Chapter 08: Payung yang Dilukis

60 21 2
                                    

"Lo yakin mau ikut di sini? I mean, masih ada kesempatan untuk berubah pikiran," kata Theo, di suatu sore. Dia memandang ke arahku seraya menaikkan sebelah alisnya, meminta kepastian dariku.

"Masih aja nanya.

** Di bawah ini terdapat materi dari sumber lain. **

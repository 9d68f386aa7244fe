#![allow(dead_code)]

use std::path::PathBuf;

use crawlctl::config::{ConfigFile, RawConfigFile};
use crawlctl::types::LaunchRequest;

/// Builder for `LaunchRequest` to simplify test setup.
pub struct LaunchRequestBuilder {
    request: LaunchRequest,
}

impl LaunchRequestBuilder {
    pub fn new(mode: &str) -> Self {
        Self {
            request: LaunchRequest::new(mode),
        }
    }

    pub fn start_round(mut self, round: &str) -> Self {
        self.request.start_round = Some(round.to_string());
        self
    }

    pub fn end_round(mut self, round: &str) -> Self {
        self.request.end_round = Some(round.to_string());
        self
    }

    pub fn headless(mut self, val: bool) -> Self {
        self.request.headless = val;
        self
    }

    pub fn timeout(mut self, seconds: u32) -> Self {
        self.request.timeout_seconds = seconds;
        self
    }

    pub fn build(self) -> LaunchRequest {
        self.request
    }
}

/// Builder for `ConfigFile`; goes through validation like a loaded file.
pub struct ConfigFileBuilder {
    config: RawConfigFile,
}

impl ConfigFileBuilder {
    pub fn new() -> Self {
        Self {
            config: RawConfigFile::default(),
        }
    }

    pub fn program(mut self, program: &str) -> Self {
        self.config.crawler.program = program.to_string();
        self
    }

    pub fn script(mut self, script: impl Into<PathBuf>) -> Self {
        self.config.crawler.script = script.into();
        self
    }

    pub fn working_dir(mut self, dir: impl Into<PathBuf>) -> Self {
        self.config.crawler.working_dir = Some(dir.into());
        self
    }

    pub fn grace_period_ms(mut self, ms: u64) -> Self {
        self.config.crawler.grace_period_ms = ms;
        self
    }

    pub fn default_mode(mut self, mode: &str) -> Self {
        self.config.defaults.mode = mode.to_string();
        self
    }

    pub fn raw(self) -> RawConfigFile {
        self.config
    }

    pub fn build(self) -> ConfigFile {
        ConfigFile::try_from(self.config).expect("Failed to build valid config from builder")
    }
}

impl Default for ConfigFileBuilder {
    fn default() -> Self {
        Self::new()
    }
}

Liat nih, gue bahkan bawa bantal, selimut, dan Bebe. Kurang yakin apa lagi?" kataku mengangkat semua barang yang kusebutkan tadi, lalu memeluk Bebe, boneka lebah kesayanganku yang jika tak ada dia, aku tak bisa tidur.

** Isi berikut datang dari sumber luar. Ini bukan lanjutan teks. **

// src/types.rs

//! Plain records carried across the orchestrator boundary.

use std::fmt;
use std::str::FromStr;

use serde::{Deserialize, Serialize};

pub const ARG_MODE: &str = "--mode";
pub const ARG_START_ROUND: &str = "--start-round";
pub const ARG_END_ROUND: &str = "--end-round";
pub const ARG_HEADLESS: &str = "--headless";
pub const ARG_TIMEOUT: &str = "--timeout";

pub const DEFAULT_TIMEOUT_SECONDS: u32 = 300;

/// Lifecycle status of the crawler as seen by callers.
///
/// - `Idle`: nothing has run yet, or the last run exited without reporting a
///   terminal status.
/// - `Running`: a run was started and has not reached a terminal status.
/// - `Completed`: the crawler printed `STATUS:COMPLETE`.
/// - `Failed`: the crawler printed `ERROR:...`, or could not be spawned.
#[derive(Debug, Clone, Copy, PartialEq, Eq, Default, Serialize, Deserialize)]
#[serde(rename_all = "UPPERCASE")]
pub enum RunStatus {
    #[default]
    Idle,
    Running,
    Completed,
    Failed,
}

impl RunStatus {
    pub fn as_str(&self) -> &'static str {
        match self {
            RunStatus::Idle => "IDLE",
            RunStatus::Running => "RUNNING",
            RunStatus::Completed => "COMPLETED",
            RunStatus::Failed => "FAILED",
        }
    }

    /// `Completed` and `Failed` only change through a new run.
    pub fn is_terminal(&self) -> bool {
        matches!(self, RunStatus::Completed | RunStatus::Failed)
    }
}

impl fmt::Display for RunStatus {
    fn fmt(&self, f: &mut fmt::Formatter<'_>) -> fmt::Result {
        f.write_str(self.as_str())
    }
}

impl FromStr for RunStatus {
    type Err = String;

    fn from_str(s: &str) -> Result<Self, Self::Err> {
        match s.trim().to_lowercase().as_str() {
            "idle" => Ok(RunStatus::Idle),
            "running" => Ok(RunStatus::Running),
            "completed" => Ok(RunStatus::Completed),
            "failed" => Ok(RunStatus::Failed),
            other => Err(format!(
                "invalid run status: {other} (expected idle, running, completed or failed)"
            )),
        }
    }
}

/// Current status, progress and last informational line of the crawler.
///
/// One record lives for the lifetime of an orchestrator and is reset at the
/// start of every run. Callers only ever see clones of it.
#[derive(Debug, Clone, PartialEq, Eq, Default, Serialize, Deserialize)]
#[serde(rename_all = "camelCase")]
pub struct StatusRecord {
    pub status: RunStatus,
    /// Percentage in `0..=100`.
    pub progress: u8,
    pub last_log: String,
}

impl StatusRecord {
    pub fn new(status: RunStatus, progress: u8, last_log: impl Into<String>) -> Self {
        Self {
            status,
            progress: progress.min(100),
            last_log: last_log.into(),
        }
    }

    /// Reset in place for a fresh run.
    pub fn reset_for_run(&mut self, last_log: impl Into<String>) {
        self.status = RunStatus::Running;
        self.progress = 0;
        self.last_log = last_log.into();
    }
}

/// Parameters of a single crawler run.
///
/// JSON shape follows the serving layer: `mode`, `startRound`, `endRound`,
/// `headless`, `timeout` (also accepted as `timeoutSeconds`).
#[derive(Debug, Clone, PartialEq, Eq, Serialize, Deserialize)]
#[serde(rename_all = "camelCase")]
pub struct LaunchRequest {
    pub mode: String,

    #[serde(default, skip_serializing_if = "Option::is_none")]
    pub start_round: Option<String>,

    #[serde(default, skip_serializing_if = "Option::is_none")]
    pub end_round: Option<String>,

    #[serde(default = "default_headless")]
    pub headless: bool,

    #[serde(
        default = "default_timeout_seconds",
        rename = "timeout",
        alias = "timeoutSeconds"
    )]
    pub timeout_seconds: u32,
}

fn default_headless() -> bool {
    true
}

fn default_timeout_seconds() -> u32 {
    DEFAULT_TIMEOUT_SECONDS
}

impl LaunchRequest {
    /// A request for `mode` with every other field at its default.
    pub fn new(mode: impl Into<String>) -> Self {
        Self {
            mode: mode.into(),
            start_round: None,
            end_round: None,
            headless: default_headless(),
            timeout_seconds: default_timeout_seconds(),
        }
    }

    /// Translate into the crawler's command-line arguments.
    ///
    /// Order is fixed: mode, start round, end round, headless, timeout.
    /// Round flags are skipped when absent or empty.
    pub fn to_args(&self) -> Vec<String> {
        let mut args = vec![ARG_MODE.to_string(), self.mode.clone()];

        if let Some(round) = non_empty(&self.start_round) {
            args.push(ARG_START_ROUND.to_string());
            args.push(round.to_string());
        }

        if let Some(round) = non_empty(&self.end_round) {
            args.push(ARG_END_ROUND.to_string());
            args.push(round.to_string());
        }

        if self.headless {
            args.push(ARG_HEADLESS.to_string());
        }

        args.push(ARG_TIMEOUT.to_string());
        args.push(self.timeout_seconds.to_string());

        args
    }
}

fn non_empty(value: &Option<String>) -> Option<&str> {
    value.as_deref().filter(|s| !s.is_empty())
}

Aku tidak sedang berada di Jakarta, hari itu. Aku berada di sebuah daerah yang bahkan tak kuketahui namanya. Kami tengah berada pada libur semester dan kedua orang tua Theo berniat untuk membawa Theo dan Caca ke sebuah perdesaan sekaligus tempat salah satu pabrik dari usaha yang Ayah Theo kembangkan. Selain mengurus masalah kerjaan, Ayah Theo juga berharap kepergian itu bisa menjadi liburan kecil bagi anak-anaknya.

Tak hanya itu, mereka mengajakku dan bilang padaku, anggap saja liburan yang tak seberapa itu ada untuk mempererat hubungan dan kebesaramaan kami.

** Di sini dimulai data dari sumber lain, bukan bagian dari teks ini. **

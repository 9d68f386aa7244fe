// src/protocol/parser.rs

//! Classification of crawler output lines and the record updates they cause.

use tracing::debug;

use crate::protocol::{
    PREFIX_ERROR, PREFIX_PROGRESS, PREFIX_STATUS_COMPLETE, PREFIX_STATUS_START, StatusLine,
};
use crate::types::{RunStatus, StatusRecord};

/// Classify one line. Prefixes are checked in protocol priority order.
pub fn classify(line: &str) -> StatusLine<'_> {
    if line.is_empty() {
        return StatusLine::Blank;
    }

    if line.starts_with(PREFIX_STATUS_START) {
        return StatusLine::Start;
    }

    if line.starts_with(PREFIX_STATUS_COMPLETE) {
        return StatusLine::Complete;
    }

    if let Some(rest) = line.strip_prefix(PREFIX_PROGRESS) {
        // `PROGRESS:42` and `PROGRESS: 42:extra` both carry 42.
        let value = rest.split(':').next().unwrap_or_default().trim();
        return StatusLine::Progress(value.parse::<i64>().ok());
    }

    if line.starts_with(PREFIX_ERROR) {
        return StatusLine::Error(line);
    }

    StatusLine::Info(line)
}

/// Apply a classified line to `record`.
///
/// Returns `true` when the line carried a protocol tag. Terminal and progress
/// lines leave `last_log` alone; errors and plain lines replace it. Progress
/// is frozen once the run reached `Completed` or `Failed`.
pub fn apply(line: StatusLine<'_>, record: &mut StatusRecord) -> bool {
    match line {
        StatusLine::Start => {
            record.status = RunStatus::Running;
        }
        StatusLine::Complete => {
            record.status = RunStatus::Completed;
            record.progress = 100;
        }
        StatusLine::Progress(Some(value)) => {
            let value = value.clamp(0, 100) as u8;
            if record.status.is_terminal() {
                debug!(
                    status = %record.status,
                    reported = value,
                    "ignoring progress after terminal status"
                );
            } else if record.status == RunStatus::Running && value < record.progress {
                debug!(
                    current = record.progress,
                    reported = value,
                    "ignoring progress regression during run"
                );
            } else {
                record.progress = value;
            }
        }
        StatusLine::Progress(None) => {
            debug!("ignoring malformed progress line");
        }
        StatusLine::Error(line) => {
            record.status = RunStatus::Failed;
            record.last_log = line.to_string();
        }
        StatusLine::Info(line) => {
            record.last_log = line.to_string();
        }
        StatusLine::Blank => {}
    }

    line.is_tagged()
}

/// Classify `line` and apply it to `record` in one step.
pub fn parse_and_update(line: &str, record: &mut StatusRecord) -> bool {
    apply(classify(line), record)
}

Kedua orang tua Theo memang orang yang baik dan sangat humble. Aku beruntung bisa berkenalan dengan orang sebaik mereka, mereka bahkan menganggapku seperti anak mereka sendiri, meskipun kami belum berkenalan lama. Aku pun ikut ke sebuah daerah yang tak kuketahui itu. Kami menggunakan dua mobil karena ada banyak barang penting berhubungan dengan pekerjaan yang dibawa sehingga Theo pun membawa mobil sendiri yang berisi Theo, aku, dan Caca.

Mobil Theo memang tak mahal. Mobilnya hanyalah mobil klasik yang tampak kuno dari luar. Dari yang dia ceritakan pun, mobil ini satu-satunya mobil yang bisa dia dapatkan dari hasil penukaran mobilnya yang sebelumnya. Kebangkrutan ayahnya membuat Theo pun harus menukarkan mobilnya dengan mobil yang lebih murah.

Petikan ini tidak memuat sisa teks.